(Available data Opens)

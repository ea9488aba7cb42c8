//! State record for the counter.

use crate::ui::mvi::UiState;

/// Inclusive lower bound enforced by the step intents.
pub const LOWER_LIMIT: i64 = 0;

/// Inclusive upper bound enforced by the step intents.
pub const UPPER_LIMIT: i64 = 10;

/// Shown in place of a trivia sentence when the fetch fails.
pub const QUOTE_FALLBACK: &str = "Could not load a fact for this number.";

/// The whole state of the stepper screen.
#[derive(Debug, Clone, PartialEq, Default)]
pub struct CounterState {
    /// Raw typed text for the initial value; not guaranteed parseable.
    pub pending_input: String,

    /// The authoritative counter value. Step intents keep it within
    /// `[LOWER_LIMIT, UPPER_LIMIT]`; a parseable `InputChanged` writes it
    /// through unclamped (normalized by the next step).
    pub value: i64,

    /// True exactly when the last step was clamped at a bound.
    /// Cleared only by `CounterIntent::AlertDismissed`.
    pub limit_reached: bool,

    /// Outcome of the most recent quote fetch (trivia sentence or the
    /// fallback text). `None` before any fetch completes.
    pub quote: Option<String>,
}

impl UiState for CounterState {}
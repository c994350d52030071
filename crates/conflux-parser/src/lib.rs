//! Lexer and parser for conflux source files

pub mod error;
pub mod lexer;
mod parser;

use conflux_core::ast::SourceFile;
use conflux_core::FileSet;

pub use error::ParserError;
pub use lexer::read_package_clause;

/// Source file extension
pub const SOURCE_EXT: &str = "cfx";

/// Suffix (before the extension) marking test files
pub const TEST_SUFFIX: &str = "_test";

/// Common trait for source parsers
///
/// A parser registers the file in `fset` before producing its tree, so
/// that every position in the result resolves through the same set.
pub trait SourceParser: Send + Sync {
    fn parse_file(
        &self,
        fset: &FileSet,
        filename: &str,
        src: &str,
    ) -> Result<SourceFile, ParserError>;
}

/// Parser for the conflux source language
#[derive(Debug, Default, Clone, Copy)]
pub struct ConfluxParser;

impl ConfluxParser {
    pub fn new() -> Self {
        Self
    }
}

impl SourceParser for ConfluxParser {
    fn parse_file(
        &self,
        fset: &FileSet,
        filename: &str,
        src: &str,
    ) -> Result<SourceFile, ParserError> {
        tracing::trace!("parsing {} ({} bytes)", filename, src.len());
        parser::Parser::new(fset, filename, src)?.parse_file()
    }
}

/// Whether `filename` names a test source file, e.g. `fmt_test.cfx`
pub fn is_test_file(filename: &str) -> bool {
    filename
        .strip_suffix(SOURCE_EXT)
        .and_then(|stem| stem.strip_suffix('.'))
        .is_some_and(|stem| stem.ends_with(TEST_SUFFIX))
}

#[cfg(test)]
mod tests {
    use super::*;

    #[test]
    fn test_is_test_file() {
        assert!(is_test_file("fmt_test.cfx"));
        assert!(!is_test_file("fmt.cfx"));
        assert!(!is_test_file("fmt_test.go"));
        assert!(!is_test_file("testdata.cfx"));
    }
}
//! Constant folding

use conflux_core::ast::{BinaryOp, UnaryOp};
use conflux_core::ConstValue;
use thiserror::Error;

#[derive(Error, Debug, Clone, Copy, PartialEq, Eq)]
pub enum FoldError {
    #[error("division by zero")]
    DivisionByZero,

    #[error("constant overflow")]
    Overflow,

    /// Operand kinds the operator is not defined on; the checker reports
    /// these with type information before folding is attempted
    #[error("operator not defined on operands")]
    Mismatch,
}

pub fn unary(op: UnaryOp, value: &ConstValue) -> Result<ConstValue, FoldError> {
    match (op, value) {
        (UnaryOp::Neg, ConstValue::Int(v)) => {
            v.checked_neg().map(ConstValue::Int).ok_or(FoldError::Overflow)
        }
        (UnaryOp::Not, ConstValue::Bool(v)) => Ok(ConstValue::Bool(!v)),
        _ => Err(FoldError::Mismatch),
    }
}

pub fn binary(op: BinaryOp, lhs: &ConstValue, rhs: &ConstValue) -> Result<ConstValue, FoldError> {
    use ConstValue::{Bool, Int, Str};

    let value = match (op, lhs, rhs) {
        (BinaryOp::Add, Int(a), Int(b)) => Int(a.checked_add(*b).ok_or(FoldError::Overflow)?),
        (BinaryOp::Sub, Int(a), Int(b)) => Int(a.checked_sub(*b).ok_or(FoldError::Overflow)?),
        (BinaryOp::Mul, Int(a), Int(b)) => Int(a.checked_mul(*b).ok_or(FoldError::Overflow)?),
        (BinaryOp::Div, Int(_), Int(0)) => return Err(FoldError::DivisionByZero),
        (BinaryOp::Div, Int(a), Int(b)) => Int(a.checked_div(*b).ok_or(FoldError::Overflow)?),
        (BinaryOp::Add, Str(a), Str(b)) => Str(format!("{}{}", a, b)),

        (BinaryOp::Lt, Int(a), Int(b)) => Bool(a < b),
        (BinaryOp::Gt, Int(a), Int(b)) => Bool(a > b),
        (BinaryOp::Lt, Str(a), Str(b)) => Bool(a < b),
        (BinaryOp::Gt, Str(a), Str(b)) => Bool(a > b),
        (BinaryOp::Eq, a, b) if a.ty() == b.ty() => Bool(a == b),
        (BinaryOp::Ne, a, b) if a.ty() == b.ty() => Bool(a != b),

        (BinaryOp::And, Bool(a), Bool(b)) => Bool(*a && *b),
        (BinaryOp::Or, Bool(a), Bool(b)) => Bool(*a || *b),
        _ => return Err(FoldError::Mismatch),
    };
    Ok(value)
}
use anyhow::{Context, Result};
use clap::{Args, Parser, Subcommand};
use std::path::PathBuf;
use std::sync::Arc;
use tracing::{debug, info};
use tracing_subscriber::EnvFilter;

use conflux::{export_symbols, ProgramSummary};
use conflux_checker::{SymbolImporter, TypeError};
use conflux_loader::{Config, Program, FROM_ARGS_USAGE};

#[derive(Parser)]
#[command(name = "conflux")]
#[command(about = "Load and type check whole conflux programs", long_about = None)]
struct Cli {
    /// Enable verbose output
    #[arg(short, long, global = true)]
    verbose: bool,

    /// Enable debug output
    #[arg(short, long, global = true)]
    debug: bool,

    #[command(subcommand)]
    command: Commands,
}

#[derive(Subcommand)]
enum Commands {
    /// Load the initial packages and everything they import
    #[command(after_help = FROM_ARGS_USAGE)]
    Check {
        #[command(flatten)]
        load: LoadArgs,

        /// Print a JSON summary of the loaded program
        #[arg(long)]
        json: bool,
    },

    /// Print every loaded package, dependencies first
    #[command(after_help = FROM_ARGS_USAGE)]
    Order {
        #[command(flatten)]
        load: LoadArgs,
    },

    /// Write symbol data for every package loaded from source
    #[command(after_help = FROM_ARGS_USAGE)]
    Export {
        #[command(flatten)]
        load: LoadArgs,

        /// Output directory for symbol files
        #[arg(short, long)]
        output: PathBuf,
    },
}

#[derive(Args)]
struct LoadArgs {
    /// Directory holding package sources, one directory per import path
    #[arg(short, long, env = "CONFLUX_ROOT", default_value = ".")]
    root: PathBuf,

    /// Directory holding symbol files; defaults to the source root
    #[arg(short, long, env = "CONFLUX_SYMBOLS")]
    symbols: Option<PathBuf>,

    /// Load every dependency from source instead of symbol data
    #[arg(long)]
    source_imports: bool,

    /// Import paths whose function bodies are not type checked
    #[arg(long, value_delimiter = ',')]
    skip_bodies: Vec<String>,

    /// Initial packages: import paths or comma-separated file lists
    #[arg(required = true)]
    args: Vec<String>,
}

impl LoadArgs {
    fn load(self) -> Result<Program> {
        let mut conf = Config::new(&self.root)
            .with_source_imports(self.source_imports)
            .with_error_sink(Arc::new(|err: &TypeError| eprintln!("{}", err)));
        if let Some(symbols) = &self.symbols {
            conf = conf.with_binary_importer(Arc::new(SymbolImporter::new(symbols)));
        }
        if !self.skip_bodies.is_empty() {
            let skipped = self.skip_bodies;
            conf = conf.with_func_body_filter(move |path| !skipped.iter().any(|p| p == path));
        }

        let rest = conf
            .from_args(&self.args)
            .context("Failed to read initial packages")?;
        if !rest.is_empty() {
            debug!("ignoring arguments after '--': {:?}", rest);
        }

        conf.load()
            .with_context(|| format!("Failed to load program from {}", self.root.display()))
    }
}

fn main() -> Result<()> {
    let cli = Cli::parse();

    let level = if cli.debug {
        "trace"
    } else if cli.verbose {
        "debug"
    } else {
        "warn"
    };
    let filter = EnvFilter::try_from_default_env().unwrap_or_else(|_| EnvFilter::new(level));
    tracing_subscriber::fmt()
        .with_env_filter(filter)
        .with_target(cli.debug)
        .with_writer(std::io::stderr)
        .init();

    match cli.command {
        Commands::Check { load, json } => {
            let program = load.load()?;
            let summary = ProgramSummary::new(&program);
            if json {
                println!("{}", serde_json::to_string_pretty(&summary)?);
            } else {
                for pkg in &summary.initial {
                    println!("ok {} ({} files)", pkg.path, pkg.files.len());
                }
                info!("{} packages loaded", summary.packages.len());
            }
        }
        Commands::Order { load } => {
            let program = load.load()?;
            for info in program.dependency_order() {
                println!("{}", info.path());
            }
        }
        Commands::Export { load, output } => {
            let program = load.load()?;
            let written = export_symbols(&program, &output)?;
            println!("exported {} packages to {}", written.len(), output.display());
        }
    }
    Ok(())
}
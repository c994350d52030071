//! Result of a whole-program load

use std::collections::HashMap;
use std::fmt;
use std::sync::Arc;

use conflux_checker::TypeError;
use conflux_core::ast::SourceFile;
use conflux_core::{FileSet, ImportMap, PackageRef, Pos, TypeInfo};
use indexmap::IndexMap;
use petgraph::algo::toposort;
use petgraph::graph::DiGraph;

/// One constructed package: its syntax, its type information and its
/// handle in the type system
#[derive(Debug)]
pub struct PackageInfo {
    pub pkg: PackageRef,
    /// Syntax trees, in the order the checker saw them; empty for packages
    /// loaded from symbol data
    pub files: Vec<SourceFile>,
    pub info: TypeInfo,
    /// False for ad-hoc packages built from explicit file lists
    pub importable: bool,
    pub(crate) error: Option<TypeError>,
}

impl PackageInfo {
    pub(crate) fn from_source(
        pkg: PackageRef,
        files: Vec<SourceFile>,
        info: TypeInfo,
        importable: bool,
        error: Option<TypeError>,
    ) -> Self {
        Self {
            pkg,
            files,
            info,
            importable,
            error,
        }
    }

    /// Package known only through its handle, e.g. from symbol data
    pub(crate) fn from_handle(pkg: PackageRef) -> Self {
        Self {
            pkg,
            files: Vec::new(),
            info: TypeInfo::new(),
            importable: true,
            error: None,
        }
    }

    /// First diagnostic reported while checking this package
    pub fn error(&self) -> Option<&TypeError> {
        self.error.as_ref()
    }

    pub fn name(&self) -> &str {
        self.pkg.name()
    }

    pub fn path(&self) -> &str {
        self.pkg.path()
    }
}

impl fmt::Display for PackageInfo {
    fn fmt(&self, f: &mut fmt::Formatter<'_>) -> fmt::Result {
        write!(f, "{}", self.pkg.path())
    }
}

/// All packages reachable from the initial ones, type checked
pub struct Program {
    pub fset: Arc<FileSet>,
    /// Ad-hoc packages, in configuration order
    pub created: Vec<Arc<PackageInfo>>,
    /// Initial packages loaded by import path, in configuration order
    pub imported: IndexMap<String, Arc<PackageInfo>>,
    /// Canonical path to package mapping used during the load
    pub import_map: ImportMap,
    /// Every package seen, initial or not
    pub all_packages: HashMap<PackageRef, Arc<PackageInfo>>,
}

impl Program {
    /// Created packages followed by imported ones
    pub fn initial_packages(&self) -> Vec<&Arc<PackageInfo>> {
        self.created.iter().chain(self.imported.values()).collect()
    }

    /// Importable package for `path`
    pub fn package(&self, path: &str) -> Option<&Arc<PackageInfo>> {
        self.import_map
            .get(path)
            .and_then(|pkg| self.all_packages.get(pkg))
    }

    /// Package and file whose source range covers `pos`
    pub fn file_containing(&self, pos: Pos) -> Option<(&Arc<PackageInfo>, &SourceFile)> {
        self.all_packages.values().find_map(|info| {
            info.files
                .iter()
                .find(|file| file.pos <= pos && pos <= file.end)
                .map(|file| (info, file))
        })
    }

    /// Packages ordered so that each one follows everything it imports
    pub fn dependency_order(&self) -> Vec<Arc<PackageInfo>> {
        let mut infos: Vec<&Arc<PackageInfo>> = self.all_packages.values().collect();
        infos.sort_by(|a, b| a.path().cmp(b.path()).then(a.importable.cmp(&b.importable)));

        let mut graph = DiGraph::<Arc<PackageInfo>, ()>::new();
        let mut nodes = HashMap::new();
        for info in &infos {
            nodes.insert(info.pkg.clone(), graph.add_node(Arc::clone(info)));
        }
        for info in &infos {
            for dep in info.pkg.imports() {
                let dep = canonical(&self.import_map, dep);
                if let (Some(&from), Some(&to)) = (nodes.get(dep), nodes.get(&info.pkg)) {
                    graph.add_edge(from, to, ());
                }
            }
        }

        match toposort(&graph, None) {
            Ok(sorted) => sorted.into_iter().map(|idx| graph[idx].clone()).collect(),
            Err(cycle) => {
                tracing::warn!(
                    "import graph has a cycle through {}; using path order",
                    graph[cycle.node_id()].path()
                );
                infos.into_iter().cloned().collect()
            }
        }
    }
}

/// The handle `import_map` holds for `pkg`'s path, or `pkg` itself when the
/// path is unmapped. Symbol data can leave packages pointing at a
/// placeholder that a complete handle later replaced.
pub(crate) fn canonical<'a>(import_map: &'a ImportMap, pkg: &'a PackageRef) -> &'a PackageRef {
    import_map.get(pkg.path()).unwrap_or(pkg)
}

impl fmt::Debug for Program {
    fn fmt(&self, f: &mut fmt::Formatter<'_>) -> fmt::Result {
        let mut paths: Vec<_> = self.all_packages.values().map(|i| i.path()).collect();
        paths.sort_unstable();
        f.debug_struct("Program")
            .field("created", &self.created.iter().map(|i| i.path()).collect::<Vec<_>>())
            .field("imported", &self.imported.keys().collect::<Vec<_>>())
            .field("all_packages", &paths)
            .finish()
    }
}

(Available data Closes)

* _Work instructions_:
Your task is to copy each line from the material above that includes the word "before".

* _Solution to the problem_:
    /// fallback text). `None` before any fetch completes.
/// Suffix (before the extension) marking test files
/// A parser registers the file in `fset` before producing its tree, so
    /// these with type information before folding is attempted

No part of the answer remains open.